Perhaps Antoine de St. Exupery was influenced by Gandhi when he wrote, “If you want to build a ship, don’t drum up people to collect wood and don’t assign them tasks and work, but rather teach them to long for the endless immensity of the sea.” It’s the same idea here. If you want to build a base of popular support for a movement, you don’t need to give people pithy placards or weapons, you give them a mirror in which to see their own beauty and purpose. We have such a mirror, but it’s often dusty. Nonviolence is what we use to wipe it clean.
When we offer resistance to someone in a nonviolent manner, we are not rejecting them. We are holding them up to a higher standard, and making the conditions favorable for them to change — usually by changing ourselves in the bargain. In the process, both of us grow closer together. The person committed to nonviolence will strive to reflect the good in their opposition, knowing that in doing so, they are creating a new image of that person that is more worthy of them. We can trust that they long to see this image of themselves, and need the permission and purpose of living up to it.
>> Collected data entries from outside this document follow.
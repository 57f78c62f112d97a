//! Weighted event sampling.
//!
//! Selection runs in fixed stages:
//!
//! 1. **Filter** events by depth bounds and condition.
//! 2. **Weight** each survivor: `max(0, base + slope * depth)` times the
//!    season, category-band and path-stability multipliers.
//! 3. **Safety net**: after `forage_safety_net` steps without a forage draw,
//!    the heaviest eligible forage event is returned without sampling.
//! 4. **Damp** events in the recent history by the configured factor. A damped
//!    total of zero falls back to the undamped weights, and an undamped total
//!    of zero to a uniform draw over the eligible set.
//! 5. **Sample** one event from a single uniform draw over the cumulative
//!    weights.
//!
//! Recording the drawn event in the history is an effect like any other; see
//! [`Selection::record_effect`] and [`EventSelector::draw`].

use rand::Rng;

use crate::config::GameConfig;
use crate::effect::Effect;
use crate::engine::EffectTarget;
use crate::env::{ContentCatalog, EventCategory, EventDefinition};
use crate::state::{RecentEvents, Season, StateSnapshot};

use super::SelectError;

/// An eligible event and its weight at the current step.
#[derive(Clone, Copy, Debug, PartialEq)]
pub struct Candidate<'c> {
    pub event: &'c EventDefinition,
    pub weight: f64,
}

/// The outcome of one selection.
#[derive(Clone, Copy, Debug, PartialEq)]
pub struct Selection<'c> {
    pub event: &'c EventDefinition,
    /// True when the forage safety net picked the event.
    pub forced: bool,
}

impl<'c> Selection<'c> {
    pub fn id(&self) -> &'c str {
        &self.event.id
    }

    pub fn record_effect(&self) -> Effect {
        Effect::RecordEvent {
            event_id: self.event.id.clone(),
            category: self.event.category,
        }
    }
}

#[derive(Clone, Copy, Debug)]
pub struct EventSelector<'c> {
    catalog: &'c ContentCatalog,
    config: &'c GameConfig,
}

impl<'c> EventSelector<'c> {
    pub fn new(catalog: &'c ContentCatalog, config: &'c GameConfig) -> Self {
        Self { catalog, config }
    }

    /// Weight of a single event before history damping.
    pub fn weight(
        &self,
        event: &EventDefinition,
        depth: u32,
        season: Season,
        snapshot: StateSnapshot<'_>,
    ) -> f64 {
        let tuning = &self.config.events;
        let band = tuning.bands.band_for(depth);
        let stability = event
            .landmark
            .as_deref()
            .map(|landmark| {
                self.config
                    .stability
                    .multiplier(snapshot.path_stability(landmark))
            })
            .unwrap_or(1.0);

        let weight = event.depth_adjusted_weight(depth)
            * event.season_weight(season)
            * tuning.category_weights.get(band, event.category)
            * stability;
        if weight.is_finite() { weight.max(0.0) } else { 0.0 }
    }

    /// Events passing the depth and condition filters, in catalog order.
    pub fn candidates(
        &self,
        depth: u32,
        season: Season,
        snapshot: StateSnapshot<'_>,
    ) -> Vec<Candidate<'c>> {
        self.catalog
            .events()
            .iter()
            .filter(|event| event.allows_depth(depth))
            .filter(|event| crate::condition::evaluate(event.condition.as_ref(), snapshot, None))
            .map(|event| Candidate {
                event,
                weight: self.weight(event, depth, season, snapshot),
            })
            .collect()
    }

    /// Sampling weights after damping and fallbacks. The safety net is not
    /// reflected here.
    pub fn distribution(
        &self,
        depth: u32,
        season: Season,
        history: &RecentEvents,
        snapshot: StateSnapshot<'_>,
    ) -> Result<Vec<Candidate<'c>>, SelectError> {
        let candidates = self.candidates(depth, season, snapshot);
        if candidates.is_empty() {
            return Err(SelectError::NoEligibleEvent { depth, season });
        }
        Ok(self.damp(candidates, history))
    }

    /// Chooses one event. Pure with respect to the state; the caller records
    /// the result through [`Selection::record_effect`].
    pub fn select<R: Rng + ?Sized>(
        &self,
        depth: u32,
        season: Season,
        history: &RecentEvents,
        snapshot: StateSnapshot<'_>,
        rng: &mut R,
    ) -> Result<Selection<'c>, SelectError> {
        let candidates = self.candidates(depth, season, snapshot);
        if candidates.is_empty() {
            tracing::warn!(depth, %season, "no eligible event");
            return Err(SelectError::NoEligibleEvent { depth, season });
        }

        if let Some(event) = self.safety_net(&candidates, snapshot) {
            tracing::debug!(event = %event.id, depth, "forage safety net fired");
            return Ok(Selection {
                event,
                forced: true,
            });
        }

        let weighted = self.damp(candidates, history);
        let event = sample(&weighted, rng);
        tracing::debug!(event = %event.id, depth, %season, "event selected");

        Ok(Selection {
            event,
            forced: false,
        })
    }

    /// Selects against the target's own snapshot and records the result.
    pub fn draw<T, R>(
        &self,
        depth: u32,
        target: &mut T,
        rng: &mut R,
    ) -> Result<Selection<'c>, SelectError>
    where
        T: EffectTarget + ?Sized,
        R: Rng + ?Sized,
    {
        let selection = {
            let snapshot = target.snapshot();
            self.select(
                depth,
                snapshot.season(),
                snapshot.recent_events(),
                snapshot,
                rng,
            )?
        };
        target.apply(&selection.record_effect())?;
        Ok(selection)
    }

    fn safety_net(
        &self,
        candidates: &[Candidate<'c>],
        snapshot: StateSnapshot<'_>,
    ) -> Option<&'c EventDefinition> {
        let threshold = self.config.events.forage_safety_net;
        if threshold == 0 || snapshot.steps_since_forage() < threshold {
            return None;
        }

        candidates
            .iter()
            .filter(|candidate| candidate.event.category == EventCategory::Forage)
            .fold(None::<&Candidate<'c>>, |best, candidate| match best {
                Some(best) if best.weight >= candidate.weight => Some(best),
                _ => Some(candidate),
            })
            .map(|candidate| candidate.event)
    }

    fn damp(&self, candidates: Vec<Candidate<'c>>, history: &RecentEvents) -> Vec<Candidate<'c>> {
        let damping = self.config.events.damping.clamp(0.0, 1.0);
        let damped: Vec<_> = candidates
            .iter()
            .map(|candidate| Candidate {
                weight: if history.contains(&candidate.event.id) {
                    candidate.weight * damping
                } else {
                    candidate.weight
                },
                ..*candidate
            })
            .collect();

        if total(&damped) > 0.0 {
            return damped;
        }
        if total(&candidates) > 0.0 {
            return candidates;
        }
        candidates
            .into_iter()
            .map(|candidate| Candidate {
                weight: 1.0,
                ..candidate
            })
            .collect()
    }
}

fn total(candidates: &[Candidate<'_>]) -> f64 {
    candidates.iter().map(|candidate| candidate.weight).sum()
}

/// Cumulative-weight draw. `candidates` is non-empty with a positive total.
fn sample<'c, R: Rng + ?Sized>(candidates: &[Candidate<'c>], rng: &mut R) -> &'c EventDefinition {
    let draw = rng.random::<f64>() * total(candidates);
    let mut cumulative = 0.0;
    let mut last_positive = candidates[0].event;

    for candidate in candidates {
        if candidate.weight <= 0.0 {
            continue;
        }
        cumulative += candidate.weight;
        last_positive = candidate.event;
        if draw < cumulative {
            return candidate.event;
        }
    }

    last_positive
}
In order to heed Gandhi’s wisdom to carry out this difficult task, we have to enlarge our view of what a human being is and what life is for. If we are only here to serve ourselves, if we have no ultimate responsibility to the planet, if other people are simply abstractions, then violence would make perfect sense. But who, having experienced a nonviolent moment, would still maintain this? That is the great mystery of this power–life itself reveals itself when we align our thought, speech, and action with its highest image.
Consider the ways that you might show someone who is discouraged and “acting out” their beauty and purpose.